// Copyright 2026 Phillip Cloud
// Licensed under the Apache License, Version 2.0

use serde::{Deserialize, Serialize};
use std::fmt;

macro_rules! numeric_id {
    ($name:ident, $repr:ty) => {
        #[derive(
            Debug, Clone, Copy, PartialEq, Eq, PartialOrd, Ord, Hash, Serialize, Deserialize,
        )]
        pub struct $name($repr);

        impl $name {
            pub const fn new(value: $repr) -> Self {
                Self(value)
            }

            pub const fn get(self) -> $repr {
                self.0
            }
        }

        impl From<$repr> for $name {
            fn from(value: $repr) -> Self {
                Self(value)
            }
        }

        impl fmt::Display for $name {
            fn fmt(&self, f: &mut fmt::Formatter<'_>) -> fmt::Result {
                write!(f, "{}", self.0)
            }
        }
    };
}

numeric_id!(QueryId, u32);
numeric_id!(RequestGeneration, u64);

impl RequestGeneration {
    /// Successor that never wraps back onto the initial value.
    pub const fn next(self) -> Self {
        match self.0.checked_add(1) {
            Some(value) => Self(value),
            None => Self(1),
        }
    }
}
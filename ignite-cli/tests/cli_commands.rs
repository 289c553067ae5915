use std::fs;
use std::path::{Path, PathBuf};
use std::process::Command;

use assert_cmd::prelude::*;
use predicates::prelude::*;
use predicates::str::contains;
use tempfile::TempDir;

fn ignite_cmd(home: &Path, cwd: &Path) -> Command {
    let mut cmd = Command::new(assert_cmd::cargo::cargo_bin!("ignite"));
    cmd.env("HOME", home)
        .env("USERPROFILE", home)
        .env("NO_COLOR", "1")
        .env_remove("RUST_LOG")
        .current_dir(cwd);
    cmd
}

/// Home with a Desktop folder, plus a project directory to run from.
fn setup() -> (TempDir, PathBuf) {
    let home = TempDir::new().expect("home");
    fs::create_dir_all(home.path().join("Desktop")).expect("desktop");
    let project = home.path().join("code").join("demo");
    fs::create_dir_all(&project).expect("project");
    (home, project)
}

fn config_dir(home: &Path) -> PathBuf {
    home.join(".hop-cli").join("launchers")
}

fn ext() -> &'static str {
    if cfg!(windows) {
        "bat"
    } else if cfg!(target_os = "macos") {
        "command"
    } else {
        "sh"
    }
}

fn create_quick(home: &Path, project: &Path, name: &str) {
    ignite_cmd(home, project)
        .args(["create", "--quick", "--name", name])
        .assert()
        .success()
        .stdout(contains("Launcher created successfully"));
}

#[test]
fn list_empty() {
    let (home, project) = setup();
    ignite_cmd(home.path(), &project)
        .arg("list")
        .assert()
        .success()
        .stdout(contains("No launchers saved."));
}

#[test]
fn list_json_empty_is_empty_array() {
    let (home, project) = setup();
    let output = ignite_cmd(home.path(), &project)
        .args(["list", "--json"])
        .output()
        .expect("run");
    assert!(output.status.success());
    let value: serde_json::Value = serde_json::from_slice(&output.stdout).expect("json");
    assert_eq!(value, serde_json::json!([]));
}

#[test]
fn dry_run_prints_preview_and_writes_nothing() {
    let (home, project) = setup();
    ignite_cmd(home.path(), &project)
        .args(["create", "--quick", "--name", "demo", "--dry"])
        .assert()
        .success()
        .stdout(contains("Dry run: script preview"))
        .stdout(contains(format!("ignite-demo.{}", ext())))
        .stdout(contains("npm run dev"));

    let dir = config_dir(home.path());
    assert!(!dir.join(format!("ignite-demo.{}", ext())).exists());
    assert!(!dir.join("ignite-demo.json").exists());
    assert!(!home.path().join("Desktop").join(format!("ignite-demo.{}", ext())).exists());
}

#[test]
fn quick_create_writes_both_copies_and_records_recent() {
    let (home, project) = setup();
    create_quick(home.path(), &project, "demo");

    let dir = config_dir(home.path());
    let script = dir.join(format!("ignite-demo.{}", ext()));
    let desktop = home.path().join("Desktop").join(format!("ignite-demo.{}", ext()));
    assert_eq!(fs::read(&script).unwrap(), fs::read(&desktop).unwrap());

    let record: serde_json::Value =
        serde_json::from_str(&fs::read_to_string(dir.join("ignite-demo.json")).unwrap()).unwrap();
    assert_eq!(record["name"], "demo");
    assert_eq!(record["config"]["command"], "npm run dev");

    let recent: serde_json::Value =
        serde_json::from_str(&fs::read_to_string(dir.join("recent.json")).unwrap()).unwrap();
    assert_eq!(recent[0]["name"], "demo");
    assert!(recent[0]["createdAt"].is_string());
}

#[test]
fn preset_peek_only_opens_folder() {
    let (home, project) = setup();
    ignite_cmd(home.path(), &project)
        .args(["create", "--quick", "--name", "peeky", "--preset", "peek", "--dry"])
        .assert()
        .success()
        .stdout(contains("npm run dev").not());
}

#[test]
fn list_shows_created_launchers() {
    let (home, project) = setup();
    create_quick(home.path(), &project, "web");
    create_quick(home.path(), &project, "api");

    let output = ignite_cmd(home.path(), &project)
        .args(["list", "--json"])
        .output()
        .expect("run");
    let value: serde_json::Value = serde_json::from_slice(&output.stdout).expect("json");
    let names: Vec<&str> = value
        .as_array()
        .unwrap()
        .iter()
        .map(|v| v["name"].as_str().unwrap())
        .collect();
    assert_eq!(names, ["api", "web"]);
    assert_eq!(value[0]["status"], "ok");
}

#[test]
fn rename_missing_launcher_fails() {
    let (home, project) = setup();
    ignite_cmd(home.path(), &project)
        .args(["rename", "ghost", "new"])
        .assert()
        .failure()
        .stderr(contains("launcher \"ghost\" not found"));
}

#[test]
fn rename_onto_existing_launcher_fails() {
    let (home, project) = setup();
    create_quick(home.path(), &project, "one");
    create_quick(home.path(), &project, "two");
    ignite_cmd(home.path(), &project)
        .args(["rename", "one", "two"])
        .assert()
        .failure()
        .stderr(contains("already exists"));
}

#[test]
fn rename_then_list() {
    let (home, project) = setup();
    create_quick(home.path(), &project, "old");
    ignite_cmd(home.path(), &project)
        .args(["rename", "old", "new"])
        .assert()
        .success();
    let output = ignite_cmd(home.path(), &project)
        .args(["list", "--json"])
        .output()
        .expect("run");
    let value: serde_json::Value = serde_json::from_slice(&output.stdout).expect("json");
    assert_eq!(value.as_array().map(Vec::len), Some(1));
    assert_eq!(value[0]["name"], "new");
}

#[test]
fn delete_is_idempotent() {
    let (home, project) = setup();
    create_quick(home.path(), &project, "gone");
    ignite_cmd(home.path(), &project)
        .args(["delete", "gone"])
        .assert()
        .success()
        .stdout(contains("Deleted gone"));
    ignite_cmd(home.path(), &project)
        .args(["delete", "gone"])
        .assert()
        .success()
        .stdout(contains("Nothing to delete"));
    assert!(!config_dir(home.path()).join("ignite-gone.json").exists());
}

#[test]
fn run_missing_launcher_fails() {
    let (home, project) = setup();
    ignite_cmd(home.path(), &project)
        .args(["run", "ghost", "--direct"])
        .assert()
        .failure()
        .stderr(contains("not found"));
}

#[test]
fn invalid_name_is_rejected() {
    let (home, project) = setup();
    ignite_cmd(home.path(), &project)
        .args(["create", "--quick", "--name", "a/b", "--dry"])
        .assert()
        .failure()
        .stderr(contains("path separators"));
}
===============
> _What needs to be done_: Each line of the records must be reproduced exactly.

> _Task answer_:
// Copyright 2026 Phillip Cloud
// Licensed under the Apache License, Version 2.0

use serde::{Deserialize, Serialize};
use std::fmt;

macro_rules! numeric_id {
    ($name:ident, $repr:ty) => {
        #[derive(
            Debug, Clone, Copy, PartialEq, Eq, PartialOrd, Ord, Hash, Serialize, Deserialize,
        )]
        pub struct $name($repr);

        impl $name {
            pub const fn new(value: $repr) -> Self {
                Self(value)
            }

            pub const fn get(self) -> $repr {
                self.0
            }
        }

        impl From<$repr> for $name {
            fn from(value: $repr) -> Self {
                Self(value)
            }
        }

        impl fmt::Display for $name {
            fn fmt(&self, f: &mut fmt::Formatter<'_>) -> fmt::Result {
                write!(f, "{}", self.0)
            }
        }
    };
}

numeric_id!(QueryId, u32);
numeric_id!(RequestGeneration, u64);

impl RequestGeneration {
    /// Successor that never wraps back onto the initial value.
    pub const fn next(self) -> Self {
        match self.0.checked_add(1) {
            Some(value) => Self(value),
            None => Self(1),
        }
    }
}
filename ignite-cli/tests/cli_commands.rs
repository 289c553067ae5915
use std::fs;
use std::path::{Path, PathBuf};
use std::process::Command;

use assert_cmd::prelude::*;
use predicates::prelude::*;
use predicates::str::contains;
use tempfile::TempDir;

fn ignite_cmd(home: &Path, cwd: &Path) -> Command {
    let mut cmd = Command::new(assert_cmd::cargo::cargo_bin!("ignite"));
    cmd.env("HOME", home)
        .env("USERPROFILE", home)
        .env("NO_COLOR", "1")
        .env_remove("RUST_LOG")
        .current_dir(cwd);
    cmd
}

/// Home with a Desktop folder, plus a project directory to run from.
fn setup() -> (TempDir, PathBuf) {
    let home = TempDir::new().expect("home");
    fs::create_dir_all(home.path().join("Desktop")).expect("desktop");
    let project = home.path().join("code").join("demo");
    fs::create_dir_all(&project).expect("project");
    (home, project)
}

fn config_dir(home: &Path) -> PathBuf {
    home.join(".hop-cli").join("launchers")
}

fn ext() -> &'static str {
    if cfg!(windows) {
        "bat"
    } else if cfg!(target_os = "macos") {
        "command"
    } else {
        "sh"
    }
}

fn create_quick(home: &Path, project: &Path, name: &str) {
    ignite_cmd(home, project)
        .args(["create", "--quick", "--name", name])
        .assert()
        .success()
        .stdout(contains("Launcher created successfully"));
}

#[test]
fn list_empty() {
    let (home, project) = setup();
    ignite_cmd(home.path(), &project)
        .arg("list")
        .assert()
        .success()
        .stdout(contains("No launchers saved."));
}

#[test]
fn list_json_empty_is_empty_array() {
    let (home, project) = setup();
    let output = ignite_cmd(home.path(), &project)
        .args(["list", "--json"])
        .output()
        .expect("run");
    assert!(output.status.success());
    let value: serde_json::Value = serde_json::from_slice(&output.stdout).expect("json");
    assert_eq!(value, serde_json::json!([]));
}

#[test]
fn dry_run_prints_preview_and_writes_nothing() {
    let (home, project) = setup();
    ignite_cmd(home.path(), &project)
        .args(["create", "--quick", "--name", "demo", "--dry"])
        .assert()
        .success()
        .stdout(contains("Dry run: script preview"))
        .stdout(contains(format!("ignite-demo.{}", ext())))
        .stdout(contains("npm run dev"));

    let dir = config_dir(home.path());
    assert!(!dir.join(format!("ignite-demo.{}", ext())).exists());
    assert!(!dir.join("ignite-demo.json").exists());
    assert!(!home.path().join("Desktop").join(format!("ignite-demo.{}", ext())).exists());
}

#[test]
fn quick_create_writes_both_copies_and_records_recent() {
    let (home, project) = setup();
    create_quick(home.path(), &project, "demo");

    let dir = config_dir(home.path());
    let script = dir.join(format!("ignite-demo.{}", ext()));
    let desktop = home.path().join("Desktop").join(format!("ignite-demo.{}", ext()));
    assert_eq!(fs::read(&script).unwrap(), fs::read(&desktop).unwrap());

    let record: serde_json::Value =
        serde_json::from_str(&fs::read_to_string(dir.join("ignite-demo.json")).unwrap()).unwrap();
    assert_eq!(record["name"], "demo");
    assert_eq!(record["config"]["command"], "npm run dev");

    let recent: serde_json::Value =
        serde_json::from_str(&fs::read_to_string(dir.join("recent.json")).unwrap()).unwrap();
    assert_eq!(recent[0]["name"], "demo");
    assert!(recent[0]["createdAt"].is_string());
}

#[test]
fn preset_peek_only_opens_folder() {
    let (home, project) = setup();
    ignite_cmd(home.path(), &project)
        .args(["create", "--quick", "--name", "peeky", "--preset", "peek", "--dry"])
        .assert()
        .success()
        .stdout(contains("npm run dev").not());
}

#[test]
fn list_shows_created_launchers() {
    let (home, project) = setup();
    create_quick(home.path(), &project, "web");
    create_quick(home.path(), &project, "api");

    let output = ignite_cmd(home.path(), &project)
        .args(["list", "--json"])
        .output()
        .expect("run");
    let value: serde_json::Value = serde_json::from_slice(&output.stdout).expect("json");
    let names: Vec<&str> = value
        .as_array()
        .unwrap()
        .iter()
        .map(|v| v["name"].as_str().unwrap())
        .collect();
    assert_eq!(names, ["api", "web"]);
    assert_eq!(value[0]["status"], "ok");
}

#[test]
fn rename_missing_launcher_fails() {
    let (home, project) = setup();
    ignite_cmd(home.path(), &project)
        .args(["rename", "ghost", "new"])
        .assert()
        .failure()
        .stderr(contains("launcher \"ghost\" not found"));
}

#[test]
fn rename_onto_existing_launcher_fails() {
    let (home, project) = setup();
    create_quick(home.path(), &project, "one");
    create_quick(home.path(), &project, "two");
    ignite_cmd(home.path(), &project)
        .args(["rename", "one", "two"])
        .assert()
        .failure()
        .stderr(contains("already exists"));
}

#[test]
fn rename_then_list() {
    let (home, project) = setup();
    create_quick(home.path(), &project, "old");
    ignite_cmd(home.path(), &project)
        .args(["rename", "old", "new"])
        .assert()
        .success();
    let output = ignite_cmd(home.path(), &project)
        .args(["list", "--json"])
        .output()
        .expect("run");
    let value: serde_json::Value = serde_json::from_slice(&output.stdout).expect("json");
    assert_eq!(value.as_array().map(Vec::len), Some(1));
    assert_eq!(value[0]["name"], "new");
}

#[test]
fn delete_is_idempotent() {
    let (home, project) = setup();
    create_quick(home.path(), &project, "gone");
    ignite_cmd(home.path(), &project)
        .args(["delete", "gone"])
        .assert()
        .success()
        .stdout(contains("Deleted gone"));
    ignite_cmd(home.path(), &project)
        .args(["delete", "gone"])
        .assert()
        .success()
        .stdout(contains("Nothing to delete"));
    assert!(!config_dir(home.path()).join("ignite-gone.json").exists());
}

#[test]
fn run_missing_launcher_fails() {
    let (home, project) = setup();
    ignite_cmd(home.path(), &project)
        .args(["run", "ghost", "--direct"])
        .assert()
        .failure()
        .stderr(contains("not found"));
}

#[test]
fn invalid_name_is_rejected() {
    let (home, project) = setup();
    ignite_cmd(home.path(), &project)
        .args(["create", "--quick", "--name", "a/b", "--dry"])
        .assert()
        .failure()
        .stderr(contains("path separators"));
}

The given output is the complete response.